I suspect if we want to design an authentication mechanism that is specifically 
transparent to lists, we need to start over.

-----Original Message-----
From: ietf-dkim-bounces(_at_)mipassoc(_dot_)org 
[mailto:ietf-dkim-bounces(_at_)mipassoc(_dot_)org] On Behalf Of Ian Eiloart
Sent: Tuesday, May 04, 2010 1:48 AM
To: DKIM List
Subject: Re: [ietf-dkim] list vs contributor signatures, was Wrong Discussion

[...]
I agree it's hypothetically possible, but have you ever seen an actual
need for this in practice, a list where the recipients filter out
messages that a more competently managed list would have rejected?

I've seen spam posted to mailing lists. Recently, I've seen lists
targetted
in more intelligent ways by spammers. For example, by using sender
addresses in the domain of the list (quite a useful way of attacking
academic lists, which tend to have lots of local users, but some non-
local).

Though I've not witnessed this myself, I think it stands to become a more 
common attack vector if it is found to be even marginally successful, because 
it's free to try.

-----Original Message-----
From: ietf-dkim-bounces(_at_)mipassoc(_dot_)org 
[mailto:ietf-dkim-bounces(_at_)mipassoc(_dot_)org] On Behalf Of Alessandro 
Vesely
Sent: Tuesday, May 18, 2010 5:55 AM
To: John Levine
Cc: ietf-dkim(_at_)mipassoc(_dot_)org
Subject: Re: [ietf-dkim] Lists "BCP" draft available

[...]

Yes, of course.  The signature means that this message really truly
came from the mailing list, as opposed to being a random piece of
spam
that happened to resemble list mail.

+1. However, may I ask how does the verifier know which signature is
the one that belongs to the list?

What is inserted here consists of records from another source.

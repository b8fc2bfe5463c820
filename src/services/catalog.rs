use std::sync::Arc;
use std::sync::atomic::{AtomicU64, Ordering};
use std::time::Duration;
use async_trait::async_trait;
use reqwest::Client;
use tokio::sync::watch;
use tokio::task::JoinHandle;
use tokio_util::sync::CancellationToken;

use crate::kernel::catalog::Catalog;
use crate::kernel::matcher::{PatternTemplate, TemplateError};

#[derive(Debug, thiserror::Error)]
pub enum CatalogError {
    #[error("pattern catalog unavailable: {0}")]
    Unavailable(String),
    #[error("pattern catalog fetch timed out after {0:?}")]
    Timeout(Duration),
    #[error(transparent)]
    InvalidTemplate(#[from] TemplateError),
}

impl From<reqwest::Error> for CatalogError {
    fn from(e: reqwest::Error) -> Self {
        CatalogError::Unavailable(e.to_string())
    }
}

/// External template store.
#[async_trait]
pub trait PatternSource: Send + Sync {
    async fn fetch(&self) -> Result<Vec<PatternTemplate>, CatalogError>;

    fn describe(&self) -> String;
}

/// Templates fixed at startup, usually from the config file.
#[derive(Debug, Clone, Default)]
pub struct StaticPatternSource {
    templates: Vec<PatternTemplate>,
}

impl StaticPatternSource {
    pub fn new(templates: Vec<PatternTemplate>) -> Self {
        Self { templates }
    }
}

#[async_trait]
impl PatternSource for StaticPatternSource {
    async fn fetch(&self) -> Result<Vec<PatternTemplate>, CatalogError> {
        Ok(self.templates.clone())
    }

    fn describe(&self) -> String {
        format!("static({} templates)", self.templates.len())
    }
}

/// GET `url` returning a JSON array of templates.
#[derive(Clone)]
pub struct HttpPatternSource {
    client: Client,
    url: String,
}

impl HttpPatternSource {
    pub fn new(url: impl Into<String>, timeout: Duration) -> Self {
        Self {
            client: Client::builder()
                .timeout(timeout)
                .build()
                .unwrap_or_default(),
            url: url.into(),
        }
    }
}

#[async_trait]
impl PatternSource for HttpPatternSource {
    async fn fetch(&self) -> Result<Vec<PatternTemplate>, CatalogError> {
        let response = self.client.get(&self.url).send().await?;
        if !response.status().is_success() {
            return Err(CatalogError::Unavailable(format!("catalog server returned {}", response.status())));
        }
        Ok(response.json().await?)
    }

    fn describe(&self) -> String {
        format!("http({})", self.url)
    }
}

#[derive(Debug, Clone, Copy, Default, PartialEq, Eq)]
pub struct CatalogStats {
    pub refreshes: u64,
    pub failures: u64,
    pub rejected_templates: u64,
}

/// Process-wide holder of the current catalog snapshot.
///
/// Readers get an `Arc<Catalog>` and never block a refresh. A failed refresh
/// keeps the last good snapshot, flagged stale.
pub struct CatalogStore {
    source: Arc<dyn PatternSource>,
    fetch_timeout: Duration,
    tx: watch::Sender<Arc<Catalog>>,
    refreshes: AtomicU64,
    failures: AtomicU64,
    rejected: AtomicU64,
}

impl CatalogStore {
    pub fn new(source: Arc<dyn PatternSource>, fetch_timeout: Duration) -> Self {
        let (tx, _rx) = watch::channel(Arc::new(Catalog::empty()));
        Self {
            source,
            fetch_timeout,
            tx,
            refreshes: AtomicU64::new(0),
            failures: AtomicU64::new(0),
            rejected: AtomicU64::new(0),
        }
    }

    /// Store seeded from a fixed template list, refreshed once.
    pub async fn with_templates(templates: Vec<PatternTemplate>) -> Arc<Self> {
        let store = Arc::new(Self::new(
            Arc::new(StaticPatternSource::new(templates)),
            Duration::from_secs(1),
        ));
        // A static source cannot fail.
        let _ = store.refresh().await;
        store
    }

    pub fn current(&self) -> Arc<Catalog> {
        self.tx.borrow().clone()
    }

    pub fn subscribe(&self) -> watch::Receiver<Arc<Catalog>> {
        self.tx.subscribe()
    }

    pub fn stats(&self) -> CatalogStats {
        CatalogStats {
            refreshes: self.refreshes.load(Ordering::Relaxed),
            failures: self.failures.load(Ordering::Relaxed),
            rejected_templates: self.rejected.load(Ordering::Relaxed),
        }
    }

    /// Fetch with a bounded wait. On any failure the previous snapshot stays
    /// in place (marked stale) and the error is returned for reporting.
    pub async fn refresh(&self) -> Result<Arc<Catalog>, CatalogError> {
        let outcome = match tokio::time::timeout(self.fetch_timeout, self.source.fetch()).await {
            Ok(result) => result,
            Err(_) => Err(CatalogError::Timeout(self.fetch_timeout)),
        };

        match outcome {
            Ok(raw) => {
                let version = self.current().version + 1;
                let (catalog, rejected) = Catalog::build(version, raw);
                for e in &rejected {
                    tracing::warn!("Catalog: dropping template: {}", e);
                }
                self.rejected.fetch_add(rejected.len() as u64, Ordering::Relaxed);
                self.refreshes.fetch_add(1, Ordering::Relaxed);

                let catalog = Arc::new(catalog);
                self.tx.send_replace(catalog.clone());
                tracing::info!(
                    "Catalog: v{} loaded from {} ({} templates)",
                    version,
                    self.source.describe(),
                    catalog.len()
                );
                Ok(catalog)
            }
            Err(e) => {
                self.failures.fetch_add(1, Ordering::Relaxed);
                let last = self.current();
                tracing::warn!(
                    "Catalog: refresh from {} failed ({}); keeping v{}",
                    self.source.describe(),
                    e,
                    last.version
                );
                if !last.stale {
                    self.tx.send_replace(Arc::new(last.marked_stale()));
                }
                Err(e)
            }
        }
    }

    /// Polls the source every `interval` until `cancel` fires.
    pub fn spawn_refresh(self: Arc<Self>, interval: Duration, cancel: CancellationToken) -> JoinHandle<()> {
        tokio::spawn(async move {
            let mut ticker = tokio::time::interval(interval);
            ticker.set_missed_tick_behavior(tokio::time::MissedTickBehavior::Skip);
            loop {
                tokio::select! {
                    _ = cancel.cancelled() => break,
                    _ = ticker.tick() => {
                        // Failures are logged and counted inside refresh.
                        let _ = self.refresh().await;
                    }
                }
            }
            tracing::debug!("Catalog: refresh loop stopped");
        })
    }
}
#[tokio::test]
async fn test_rejecting_sink_fails_after_one_attempt() {
    let rejecting = Arc::new(RejectingSink::default());
    let h = harness_with_sink(
        test_config(),
        vec![raise_arms()],
        rejecting.clone(),
        Arc::new(RecordingTriggerSink::new()),
    )
    .await;
    let event = start_event(&h.controller, 1).await;
    feed_stream(&h.controller, event, "dancer-1", 0, 2_000, &[1_500]).await;

    wait_for_triggers(&h.controller, event, 1).await;
    let settled = wait_for_settled(&h.controller, event).await;
    assert!(matches!(settled[0].status, DeliveryStatus::Failed { attempts: 1, .. }));
    assert_eq!(rejecting.calls.load(Ordering::SeqCst), 1);
}

#[tokio::test]
async fn test_close_abandons_pending_delivery() {
    let mut config = test_config();
    config.dispatch.ack_timeout_ms = 5_000;
    let h = harness_with_sink(
        config,
        vec![raise_arms()],
        Arc::new(SilentSink::default()),
        Arc::new(RecordingTriggerSink::new()),
    )
    .await;
    let event = start_event(&h.controller, 1).await;
    feed_stream(&h.controller, event, "dancer-1", 0, 2_000, &[1_500]).await;
    wait_for_triggers(&h.controller, event, 1).await;

    let started = std::time::Instant::now();
    let summary = h.controller.close(event).await.unwrap();
    assert!(started.elapsed() < Duration::from_secs(2), "Close must not wait on the sink");
    assert_eq!(summary.triggers, 1);
    assert_eq!(summary.undelivered, 0);

    match &h.controller.triggers(event).await[0].status {
        DeliveryStatus::Failed { reason, .. } => assert!(reason.contains("event closed"), "{}", reason),
        other => panic!("expected abandoned delivery, got {:?}", other),
    }
}
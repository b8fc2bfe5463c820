pub mod config;
pub mod error;
pub mod kernel;
pub mod outputs;
pub mod runtime;
pub mod services;
pub mod simulate;

// Re-export specific items if needed for convenient access
pub use config::PipelineConfig;
pub use error::{Error, Result};
pub use runtime::{EventSummary, SessionController, Sinks};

I can think of

* look at the MAIL FROM domain, à la SPF (breaks forwarding),
* have the list's domain in a white list (requires maintenance),
* use some of the "List-*" fields (which one?)

Apparently, section 5.4 doesn't cover this point.

Quite right.  And at the risk of doing something drastic like tying "d=" to 
something else in the message, I suggest the latter.  (Dave suggested something 
like that, and it was +1'd at least once anyway.)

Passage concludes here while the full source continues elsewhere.